How to find a sequence by its limit?

Question

Is there any way to construct non-trivial sequence by its limit? Something like $\begin{cases} a_1=2 & \\ a_{n+1}=\dfrac1{2}\left(a_n+\dfrac2{a_n}\right) \end{cases}$
for $\sqrt2$. I'm especially interested in square roots, trigonometric functions and alike.
By non-trivial i mean that the sequence definition mustn't contain the limit itself - let's say i want to approximate it.

Answer 1

For $\sqrt{x}$, you have already almost it:

$$\begin{cases} a_1=2 & \\ a_{n+1}=\dfrac1{2}\left(a_n+\dfrac{x}{a_n}\right) \end{cases}$$

Generally speaking, given a number $x$, you can easily construct a sequence that converges to it: simply try $u_n=x+\frac1{n}$. But if you want something non trivial like this, it's absolutely not immediate in general. And usually, the way your number is defined is already a sequence or something amenable to a sequence.

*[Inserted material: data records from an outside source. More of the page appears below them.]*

//! Interactive password prompts.
//!
//! Passwords are read with `inquire` in masked mode. Encryption prompts
//! twice and refuses a mismatch; decryption prompts once, since a wrong
//! password is caught by the container's signature check anyway.

use anyhow::{Context, Result, bail, ensure};
use inquire::validator::{StringValidator, Validation};
use inquire::{CustomUserError, Password as PasswordInput, PasswordDisplayMode};

use crate::secret::Password;

/// Interactive prompt handler.
pub struct Prompt {
    /// Minimum accepted password length.
    min_length: usize,
}

/// Inquire validator enforcing the CLI's minimum password length.
#[derive(Clone)]
struct MinLength(usize);

impl StringValidator for MinLength {
    fn validate(&self, input: &str) -> Result<Validation, CustomUserError> {
        if input.len() < self.0 {
            Ok(Validation::Invalid(format!("password must be at least {} characters long", self.0).into()))
        } else {
            Ok(Validation::Valid)
        }
    }
}

impl Prompt {
    /// Creates a prompt handler with the given length floor.
    #[must_use]
    pub const fn new(min_length: usize) -> Self {
        Self { min_length }
    }

    /// Prompts for an encryption password, with confirmation.
    ///
    /// # Errors
    ///
    /// Fails if the terminal interaction fails or the confirmation does
    /// not match.
    pub fn encryption_password(&self) -> Result<Password> {
        let entered = PasswordInput::new("please enter a password:")
            .with_display_mode(PasswordDisplayMode::Masked)
            .with_custom_confirmation_message("confirm your password:")
            .with_custom_confirmation_error_message("passwords do not match")
            .with_validator(MinLength(self.min_length))
            .prompt()
            .context("password prompt failed")?;

        Ok(Password::new(&entered))
    }

    /// Prompts for a decryption password, no confirmation.
    ///
    /// # Errors
    ///
    /// Fails if the terminal interaction fails.
    pub fn decryption_password(&self) -> Result<Password> {
        let entered = PasswordInput::new("please enter your password:")
            .with_display_mode(PasswordDisplayMode::Masked)
            .without_confirmation()
            .with_validator(MinLength(self.min_length))
            .prompt()
            .context("password prompt failed")?;

        Ok(Password::new(&entered))
    }

    /// Prompts for another password after a failed decryption.
    ///
    /// Hitting enter without typing anything skips the file and returns
    /// `None`.
    ///
    /// # Errors
    ///
    /// Fails if the terminal interaction fails or a non-empty entry is
    /// shorter than the minimum length.
    pub fn retry_password(&self) -> Result<Option<Password>> {
        let entered = PasswordInput::new("type another password, or hit enter to skip this file:")
            .with_display_mode(PasswordDisplayMode::Masked)
            .without_confirmation()
            .prompt()
            .context("password prompt failed")?;

        if entered.is_empty() {
            return Ok(None);
        }

        ensure!(entered.len() >= self.min_length, "password must be at least {} characters long", self.min_length);

        Ok(Some(Password::new(&entered)))
    }

    /// Validates a password supplied via `--password`.
    ///
    /// # Errors
    ///
    /// Fails if the flag value is shorter than the minimum length.
    pub fn accept_flag_password(&self, value: &str) -> Result<Password> {
        if value.len() < self.min_length {
            bail!("password must be at least {} characters long", self.min_length);
        }

        Ok(Password::new(value))
    }
}
//! The streaming encrypt-then-authenticate writer.

use std::fs::{File, OpenOptions};
use std::io::{self, BufReader, BufWriter, Read, Write};
use std::path::Path;

use crate::error::FormatError;
use crate::format::v1::{CostParams, CryptoHeader, CryptoRing};

/// Encrypting writer over an arbitrary byte sink.
///
/// Construction writes the plaintext header to the sink and feeds it into
/// the MAC. Every chunk written afterwards is enciphered, written out,
/// and MAC-accumulated in submission order (the MAC covers ciphertext,
/// not plaintext). [`EncryptWriter::finish`] must be called when done:
/// it appends the signature and wipes the key material. A writer dropped
/// without finishing leaves the container unsigned and unverifiable.
pub struct EncryptWriter<W: Write> {
    sink: Option<W>,
    ring: Option<CryptoRing>,
}

impl<W: Write> EncryptWriter<W> {
    /// Opens an encrypt session over `sink`.
    ///
    /// Generates a fresh header from `cost`, derives the session keys,
    /// and writes the encoded header before returning.
    ///
    /// # Errors
    ///
    /// Returns [`FormatError::EmptyPassword`] for a zero-length password
    /// (nothing is written to the sink), [`FormatError::InvalidCostParams`]
    /// if the KDF rejects `cost`, or the sink's I/O error verbatim.
    pub fn new(password: &[u8], cost: CostParams, mut sink: W) -> Result<Self, FormatError> {
        if password.is_empty() {
            return Err(FormatError::EmptyPassword);
        }

        let header = CryptoHeader::generate(cost);
        let mut ring = CryptoRing::derive(password, &header)?;

        // The header goes out unencrypted so decryption can recover the
        // cost parameters and salt/IV, but it is still signed.
        let encoded = header.encode();
        sink.write_all(&encoded)?;
        ring.mac_update(&encoded);

        Ok(Self { sink: Some(sink), ring: Some(ring) })
    }

    /// Finalizes the container: appends the signature over
    /// header‖ciphertext, wipes the key material, flushes, and returns
    /// the sink.
    ///
    /// # Errors
    ///
    /// Returns the sink's I/O error verbatim.
    pub fn finish(mut self) -> Result<W, FormatError> {
        // Both fields are only ever taken here; `self` still exists for
        // Drop afterwards, which must see them emptied.
        let mut ring = self.ring.take().expect("finish consumes the writer");
        let mut sink = self.sink.take().expect("finish consumes the writer");

        let signature = ring.signature();
        sink.write_all(&signature)?;
        ring.destroy();
        sink.flush()?;

        Ok(sink)
    }
}

impl<W: Write> Write for EncryptWriter<W> {
    /// Enciphers `buf` and writes the ciphertext to the sink, feeding the
    /// ciphertext into the MAC.
    fn write(&mut self, buf: &[u8]) -> io::Result<usize> {
        let ring = self.ring.as_mut().expect("ring lives until finish");
        let sink = self.sink.as_mut().expect("sink lives until finish");

        let mut chunk = buf.to_vec();
        ring.apply_keystream(&mut chunk);
        sink.write_all(&chunk)?;
        ring.mac_update(&chunk);

        Ok(buf.len())
    }

    fn flush(&mut self) -> io::Result<()> {
        self.sink.as_mut().expect("sink lives until finish").flush()
    }
}

impl<W: Write> Drop for EncryptWriter<W> {
    fn drop(&mut self) {
        if self.ring.is_some() {
            tracing::warn!("encrypt writer dropped without finish; the container is unsigned");
        }
    }
}

/// Encrypts the file at `input` into a new container at `output`.
///
/// # Errors
///
/// Returns [`FormatError::EmptyPassword`] before touching the
/// filesystem, the open error if `input` cannot be read, or the create
/// error if `output` already exists (the output is opened with
/// `create_new`; nothing is ever overwritten).
pub fn encrypt_file(password: &[u8], cost: CostParams, input: &Path, output: &Path) -> Result<(), FormatError> {
    if password.is_empty() {
        return Err(FormatError::EmptyPassword);
    }

    let mut source = BufReader::new(File::open(input)?);
    let sink = BufWriter::new(OpenOptions::new().write(true).create_new(true).open(output)?);

    let mut writer = EncryptWriter::new(password, cost, sink)?;
    copy_into(&mut source, &mut writer)?;
    writer.finish()?;

    Ok(())
}

/// `io::copy` with the error lifted into the format error type.
fn copy_into<R: Read, W: Write>(source: &mut R, sink: &mut W) -> Result<u64, FormatError> {
    Ok(io::copy(source, sink)?)
}

#[cfg(test)]
mod tests {
    use super::*;
    use crate::format::v1::OVERHEAD_LEN;

    const TEST_COST: CostParams = CostParams { time: 1, memory: 8 * 1024, threads: 1 };

    #[test]
    fn test_empty_password_writes_nothing() {
        let sink: Vec<u8> = Vec::new();
        match EncryptWriter::new(b"", TEST_COST, sink) {
            Err(FormatError::EmptyPassword) => {}
            other => panic!("expected EmptyPassword, got {:?}", other.err()),
        }
    }

    #[test]
    fn test_container_length() {
        let mut writer = EncryptWriter::new(b"testpassword", TEST_COST, Vec::new()).unwrap();
        let payload = [0xabu8; 1024];
        writer.write_all(&payload).unwrap();
        let container = writer.finish().unwrap();
        assert_eq!(container.len(), OVERHEAD_LEN + payload.len());
    }

    #[test]
    fn test_empty_payload_container() {
        let writer = EncryptWriter::new(b"testpassword", TEST_COST, Vec::new()).unwrap();
        let container = writer.finish().unwrap();
        assert_eq!(container.len(), OVERHEAD_LEN);
    }

    #[test]
    fn test_ciphertext_differs_from_plaintext() {
        use crate::format::v1::HEADER_LEN;

        let mut writer = EncryptWriter::new(b"testpassword", TEST_COST, Vec::new()).unwrap();
        let payload = [0u8; 256];
        writer.write_all(&payload).unwrap();
        let container = writer.finish().unwrap();
        assert_ne!(&container[HEADER_LEN..HEADER_LEN + payload.len()], payload.as_slice());
    }

    #[test]
    fn test_encrypt_file_refuses_existing_output() {
        let dir = tempfile::tempdir().unwrap();
        let input = dir.path().join("plain.txt");
        let output = dir.path().join("plain.txt.lky");
        std::fs::write(&input, b"payload").unwrap();
        std::fs::write(&output, b"already here").unwrap();

        match encrypt_file(b"testpassword", TEST_COST, &input, &output) {
            Err(FormatError::Io(e)) => assert_eq!(e.kind(), io::ErrorKind::AlreadyExists),
            other => panic!("expected AlreadyExists, got {other:?}"),
        }
    }

    #[test]
    fn test_encrypt_file_missing_input() {
        let dir = tempfile::tempdir().unwrap();
        let input = dir.path().join("nonexistent.txt");
        let output = dir.path().join("out.lky");

        match encrypt_file(b"testpassword", TEST_COST, &input, &output) {
            Err(FormatError::Io(e)) => assert_eq!(e.kind(), io::ErrorKind::NotFound),
            other => panic!("expected NotFound, got {other:?}"),
        }
        assert!(!output.exists());
    }
}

For example, $\sin x$ and $\cos x$ are often defined as

$$\sin x=\sum_{n=0}^\infty (-1)^n \frac{x^{2n+1}}{(2n+1)!}$$

$$\cos x=\sum_{n=0}^\infty (-1)^n \frac{x^{2n}}{(2n)!}$$

These infinite series can be seen as sequences of partial series (you sum up to $m$, and you take growing and growing $m$).